Now when I say I’m ambivalent, what I mean is that I’m ambivalent about the status of the fish as world-record ’bow. I’m by no means ambivalent about the fish itself, and about how impressive it is, and how much work and skill it would have taken to hook and land. I’d love to catch a fish like that. I’d especially love to hook one on a fly rod, while wading in a river. It’s the thrill of the catch, and of the fight, that I crave, and not the record status.
Tom Healy’s 41-pound-plus brown trout caught in the Manistee River, by contrast, is a legitimate record breaker. It is more than a pound bigger than the previous world record, and more than five pounds bigger than the previous Michigan state record. According to one report from a fisheries official in Michigan, it is the largest anadromous fish ever caught in the Lake Michigan system. (An anadromous fish is one capable of living in salt water or fresh, typically — like salmon and a small number of trout — living to maturity in the ocean and then spawning up fresh water. However, the term is also used of Great Lakes fish that spawn up tributaries.)

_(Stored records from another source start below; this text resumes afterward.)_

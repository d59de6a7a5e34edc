//! Task types and their state transitions.

use crate::{CoreError, JobId, TaskId, TaskStatus, WorkerId};
use chrono::{DateTime, Utc};
use serde::{Deserialize, Serialize};
use std::collections::BTreeMap;

/// The smallest schedulable unit of work within a Job.
#[derive(Debug, Clone, PartialEq, Serialize, Deserialize)]
pub struct Task {
    /// Unique task identifier.
    pub id: TaskId,

    /// Owning job.
    pub job_id: JobId,

    /// Position within the job (0-based, enqueue order).
    pub ordinal: u32,

    /// First unit covered by this task (inclusive).
    pub unit_start: u64,

    /// Last unit covered by this task (exclusive).
    pub unit_end: u64,

    /// Current task status.
    pub status: TaskStatus,

    /// Worker currently holding the task, if any.
    pub assigned_worker_id: Option<WorkerId>,

    /// Number of payload failures so far.
    pub retry_count: u32,

    /// Number of times the task was reclaimed from a dead or stuck worker.
    pub reassignment_count: u32,

    /// When the task was created.
    pub created_at: DateTime<Utc>,

    /// When the current assignment started.
    pub assigned_at: Option<DateTime<Utc>>,

    /// When the task reached a terminal state.
    pub completed_at: Option<DateTime<Utc>>,

    /// Result of a successful execution.
    pub result: Option<TaskResult>,

    /// Error reported by the last failed attempt.
    pub last_error: Option<String>,
}

impl Task {
    /// Create a new pending Task covering `[unit_start, unit_end)`.
    pub fn new(job_id: JobId, ordinal: u32, unit_start: u64, unit_end: u64) -> Self {
        Self {
            id: TaskId::generate(),
            job_id,
            ordinal,
            unit_start,
            unit_end,
            status: TaskStatus::Pending,
            assigned_worker_id: None,
            retry_count: 0,
            reassignment_count: 0,
            created_at: Utc::now(),
            assigned_at: None,
            completed_at: None,
            result: None,
            last_error: None,
        }
    }

    /// 1-based number of the current execution attempt.
    ///
    /// Every release bumps one of the two counters, so each assignment of
    /// a task carries a distinct attempt.
    pub fn attempt(&self) -> u32 {
        self.retry_count + self.reassignment_count + 1
    }

    /// Check whether `worker_id` holds the task for `attempt`.
    pub fn is_held_for(&self, worker_id: &WorkerId, attempt: u32) -> bool {
        self.is_held_by(worker_id) && self.attempt() == attempt
    }

    /// Number of units covered by this task.
    pub fn unit_count(&self) -> u64 {
        self.unit_end - self.unit_start
    }

    /// Check if the task is in a terminal state.
    pub fn is_terminal(&self) -> bool {
        self.status.is_terminal()
    }

    /// Check if a worker currently holds the task.
    pub fn is_in_flight(&self) -> bool {
        self.status == TaskStatus::Assigned
    }

    /// Check whether `worker_id` is the current holder.
    pub fn is_held_by(&self, worker_id: &WorkerId) -> bool {
        self.is_in_flight() && self.assigned_worker_id.as_ref() == Some(worker_id)
    }

    /// PENDING -> ASSIGNED. Succeeds only if the task is still pending.
    pub fn assign(&mut self, worker_id: WorkerId, now: DateTime<Utc>) -> Result<(), CoreError> {
        self.expect_status(TaskStatus::Pending, TaskStatus::Assigned)?;
        self.status = TaskStatus::Assigned;
        self.assigned_worker_id = Some(worker_id);
        self.assigned_at = Some(now);
        Ok(())
    }

    /// ASSIGNED -> PENDING, clearing the holder.
    pub fn release(&mut self) -> Result<(), CoreError> {
        self.expect_status(TaskStatus::Assigned, TaskStatus::Pending)?;
        self.status = TaskStatus::Pending;
        self.assigned_worker_id = None;
        self.assigned_at = None;
        Ok(())
    }

    /// Mark the task as completed with its result.
    pub fn complete(&mut self, result: TaskResult, now: DateTime<Utc>) {
        self.status = TaskStatus::Completed;
        self.result = Some(result);
        self.completed_at = Some(now);
    }

    /// Mark the task as terminally failed.
    pub fn fail(&mut self, error: impl Into<String>, now: DateTime<Utc>) {
        self.status = TaskStatus::Failed;
        self.last_error = Some(error.into());
        self.completed_at = Some(now);
    }

    /// Mark the task as cancelled.
    pub fn cancel(&mut self, now: DateTime<Utc>) {
        self.status = TaskStatus::Cancelled;
        self.completed_at = Some(now);
    }

    fn expect_status(&self, expected: TaskStatus, next: TaskStatus) -> Result<(), CoreError> {
        if self.status != expected {
            return Err(CoreError::InvalidStateTransition {
                from: self.status.to_string(),
                to: next.to_string(),
            });
        }
        Ok(())
    }
}

/// Outcome payload of a successful task execution.
#[derive(Debug, Clone, Default, PartialEq, Serialize, Deserialize)]
pub struct TaskResult {
    /// Numeric metrics (e.g. loss, accuracy) merged into the job aggregate.
    #[serde(default)]
    pub metrics: BTreeMap<String, f64>,

    /// Free-form message from the executor.
    #[serde(default)]
    pub message: Option<String>,
}

impl TaskResult {
    /// Builder method to add a metric.
    pub fn with_metric(mut self, name: impl Into<String>, value: f64) -> Self {
        self.metrics.insert(name.into(), value);
        self
    }

    /// Builder method to set the message.
    pub fn with_message(mut self, message: impl Into<String>) -> Self {
        self.message = Some(message.into());
        self
    }
}

#[cfg(test)]
mod tests {
    use super::*;

    #[test]
    fn test_assign_only_from_pending() {
        let mut task = Task::new(JobId::generate(), 0, 0, 1);
        let now = Utc::now();

        task.assign(WorkerId::new("w1"), now).unwrap();
        assert!(task.is_held_by(&WorkerId::new("w1")));

        // A second assignment must fail: the task already has an owner.
        let err = task.assign(WorkerId::new("w2"), now).unwrap_err();
        assert!(matches!(err, CoreError::InvalidStateTransition { .. }));
        assert_eq!(task.assigned_worker_id, Some(WorkerId::new("w1")));
    }

    #[test]
    fn test_release_clears_holder() {
        let mut task = Task::new(JobId::generate(), 3, 30, 40);
        task.assign(WorkerId::new("w1"), Utc::now()).unwrap();
        task.release().unwrap();

        assert_eq!(task.status, TaskStatus::Pending);
        assert!(task.assigned_worker_id.is_none());
        assert!(task.release().is_err());
        assert_eq!(task.unit_count(), 10);
    }

    #[test]
    fn test_each_assignment_has_its_own_attempt() {
        let worker = WorkerId::new("w1");
        let mut task = Task::new(JobId::generate(), 0, 0, 1);
        task.assign(worker.clone(), Utc::now()).unwrap();
        assert_eq!(task.attempt(), 1);
        assert!(task.is_held_for(&worker, 1));

        task.retry_count += 1;
        task.release().unwrap();
        task.assign(worker.clone(), Utc::now()).unwrap();
        assert_eq!(task.attempt(), 2);
        assert!(!task.is_held_for(&worker, 1));

        task.reassignment_count += 1;
        task.release().unwrap();
        task.assign(worker.clone(), Utc::now()).unwrap();
        assert!(task.is_held_for(&worker, 3));
        assert!(!task.is_held_for(&WorkerId::new("w2"), 3));
    }

    #[test]
    fn test_result_builder() {
        let result = TaskResult::default()
            .with_metric("loss", 0.25)
            .with_message("ok");
        assert_eq!(result.metrics.get("loss"), Some(&0.25));
        assert_eq!(result.message.as_deref(), Some("ok"));
    }
}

In any case, I dream about catching fish like that, anadromous or not.
Which is why I like fall fishing. Not that Vermont has trout anything close to that size. But the big trout that we do have — especially the brown trout — get very active in the fall. In the low waters from a dry 2009 September, browns have almost certainly been holding up in deep water, stacking up near the mouths of small rivers and streams, waiting to start their annual spawning run.
Waiting for what? Waiting for some rain to raise (and cool) the water in the small rivers in which they spawn, so that they can move upstream more easily. That rain has finally hit, and the brown trout are active. Last fall at this time, I hooked the biggest fish I’ve ever hooked in Vermont. And lost it about three seconds later after one tremendous leap out of the water. (The trout took one tremendous leap and spit my hook. Then I took one tremendous leap of anguish. So I guess that counts as two leaps.)
A 5-pound brown is very possible in many rivers in Addison County. Some rarer fish closer to 10 pounds are not out of the question. It won’t break any world records. But it’ll feel very nice on the end of my line.